> ACTIVITY
A single number is expected: the count of lines in the entries below that contain "LabelSpec".

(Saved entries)
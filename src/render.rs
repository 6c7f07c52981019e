//! The hand-off between the layout engine and output backends.
//!
//! A backend implements [LabelRenderer] and turns one sheet's geometry into
//! the bytes of one output file. [render_layout] walks every sheet of a
//! [Layout] and names the files consistently, so every backend produces the
//! same file set for the same run.
//!
//! ```
//! use label_sheet::render::{render_layout, FileNaming, GeometryJsonRenderer};
//! use label_sheet::{layout, LabelSpec, Mm, SheetConfig};
//!
//! let specs = vec![LabelSpec::new(Mm(50.0), Mm(20.0)).with_quantity(2)];
//! let result = layout(&specs, &SheetConfig::default()).unwrap();
//!
//! let files = render_layout(&result, &mut GeometryJsonRenderer::default(), &FileNaming::default())
//!     .unwrap();
//! assert_eq!(files.len(), 1);
//! assert_eq!(files[0].name, "Black on White 0.8mm 01.json");
//! ```

use crate::colour::Colour;
use crate::engine::{Layout, LabelDesign};
use crate::error::LayoutError;
use crate::group::GroupKey;
use crate::layout::Hole;
use crate::rect::Rect;
use crate::sheet::{PlacedLabel, Sheet, SheetConfig};
use crate::units::*;
use serde::Serialize;

/// A backend that turns placed label geometry into an output format
pub trait LabelRenderer {
    type Error;

    /// File extension for the format, without the leading dot
    fn extension(&self) -> &str;

    /// Produce the contents of the file for one sheet
    fn render_sheet(&mut self, sheet: &SheetView<'_>) -> Result<Vec<u8>, Self::Error>;
}

/// One sheet, ready for a renderer
pub struct SheetView<'a> {
    pub key: &'a GroupKey,
    pub sheet: &'a Sheet,
    pub config: &'a SheetConfig,
    layout: &'a Layout,
}

impl<'a> SheetView<'a> {
    /// View one sheet of `layout` that belongs to the group `key`
    pub fn new(layout: &'a Layout, key: &'a GroupKey, sheet: &'a Sheet) -> SheetView<'a> {
        SheetView {
            key,
            sheet,
            config: &layout.config,
            layout,
        }
    }

    pub fn page(&self) -> u32 {
        self.sheet.page
    }

    /// Ink and substrate colours for everything on this sheet
    pub fn colours(&self) -> (Colour, Colour) {
        self.key.colours()
    }

    /// The sheet's labels in placement order. Labels whose design is not in
    /// this view's layout are skipped.
    pub fn labels(&self) -> impl Iterator<Item = LabelView<'a>> + '_ {
        let layout = self.layout;
        self.sheet.labels.iter().filter_map(move |placed| {
            layout
                .design_of(placed)
                .map(|design| LabelView { placed, design })
        })
    }
}

/// One placed label with its geometry translated into sheet coordinates
pub struct LabelView<'a> {
    pub placed: &'a PlacedLabel,
    pub design: &'a LabelDesign,
}

/// A text line positioned on the sheet
#[derive(Debug, Clone, PartialEq, Serialize)]
pub struct SheetText<'a> {
    pub text: &'a str,
    pub height: Mm,
    /// Middle of the line: the label's horizontal centre and half the glyph
    /// height above the baseline
    pub centre: Point,
    pub baseline: Mm,
}

impl<'a> LabelView<'a> {
    /// The label's outline on the sheet
    pub fn bounds(&self) -> Rect {
        self.placed.bounds()
    }

    pub fn name(&self) -> Option<&'a str> {
        self.design.label.name.as_deref()
    }

    /// Holes with their centres on the sheet
    pub fn holes(&self) -> impl Iterator<Item = Hole> + '_ {
        self.design.artwork.holes.iter().map(move |hole| Hole {
            centre: self.placed.to_sheet(hole.centre),
            diameter: hole.diameter,
        })
    }

    /// Fitted text lines followed by the size caption, on the sheet
    pub fn texts(&self) -> impl Iterator<Item = SheetText<'a>> + '_ {
        let origin = self.placed.origin;
        let artwork = &self.design.artwork;
        artwork
            .lines
            .iter()
            .map(move |fit| SheetText {
                text: fit.text.as_str(),
                height: fit.height,
                centre: Point::new(origin.x + fit.centre_x, origin.y + fit.middle()),
                baseline: origin.y + fit.baseline,
            })
            .chain(std::iter::once(SheetText {
                text: artwork.caption.text.as_str(),
                height: artwork.caption.height,
                centre: Point::new(
                    origin.x + artwork.caption.centre_x,
                    origin.y + artwork.caption.baseline + artwork.caption.height / 2.0,
                ),
                baseline: origin.y + artwork.caption.baseline,
            }))
    }
}

/// How output files are named
#[derive(Debug, Default, Clone, PartialEq)]
pub struct FileNaming {
    /// Prepended to every file name, for example `"MLA "`
    pub prefix: String,
}

impl FileNaming {
    /// Name files with `prefix` in front of the group and page
    pub fn with_prefix<S: Into<String>>(prefix: S) -> FileNaming {
        FileNaming {
            prefix: prefix.into(),
        }
    }

    /// `"{prefix}{text} on {background} {thickness}mm[ Non AD] {page:02}.{ext}"`
    pub fn file_name(&self, key: &GroupKey, page: u32, extension: &str) -> String {
        format!("{}{} {:02}.{}", self.prefix, key, page, extension)
    }
}

/// One rendered output file
#[derive(Debug, Clone, PartialEq)]
pub struct RenderedFile {
    pub name: String,
    pub contents: Vec<u8>,
}

/// Render every sheet of a layout, group by group, in page order
pub fn render_layout<R: LabelRenderer>(
    layout: &Layout,
    renderer: &mut R,
    naming: &FileNaming,
) -> Result<Vec<RenderedFile>, R::Error> {
    let mut files = Vec::new();
    for (key, sheet) in layout.sheets() {
        let view = SheetView::new(layout, key, sheet);
        let contents = renderer.render_sheet(&view)?;
        files.push(RenderedFile {
            name: naming.file_name(key, sheet.page, renderer.extension()),
            contents,
        });
    }
    Ok(files)
}

/// Writes each sheet's geometry as JSON, for tools that do their own drawing
#[derive(Debug, Default, Clone)]
pub struct GeometryJsonRenderer {
    pub pretty: bool,
}

#[derive(Serialize)]
struct SheetDocument<'a> {
    group: String,
    page: u32,
    sheet: &'a SheetConfig,
    labels: Vec<LabelDocument<'a>>,
}

#[derive(Serialize)]
struct LabelDocument<'a> {
    name: Option<&'a str>,
    copy: u32,
    bounds: Rect,
    holes: Vec<Hole>,
    texts: Vec<SheetText<'a>>,
}

impl LabelRenderer for GeometryJsonRenderer {
    type Error = LayoutError;

    fn extension(&self) -> &str {
        "json"
    }

    fn render_sheet(&mut self, view: &SheetView<'_>) -> Result<Vec<u8>, LayoutError> {
        let document = SheetDocument {
            group: view.key.to_string(),
            page: view.page(),
            sheet: view.config,
            labels: view
                .labels()
                .map(|label| LabelDocument {
                    name: label.name(),
                    copy: label.placed.unit.copy,
                    bounds: label.bounds(),
                    holes: label.holes().collect(),
                    texts: label.texts().collect(),
                })
                .collect(),
        };
        let bytes = if self.pretty {
            serde_json::to_vec_pretty(&document)?
        } else {
            serde_json::to_vec(&document)?
        };
        Ok(bytes)
    }
}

> EXPECTED ANSWER
2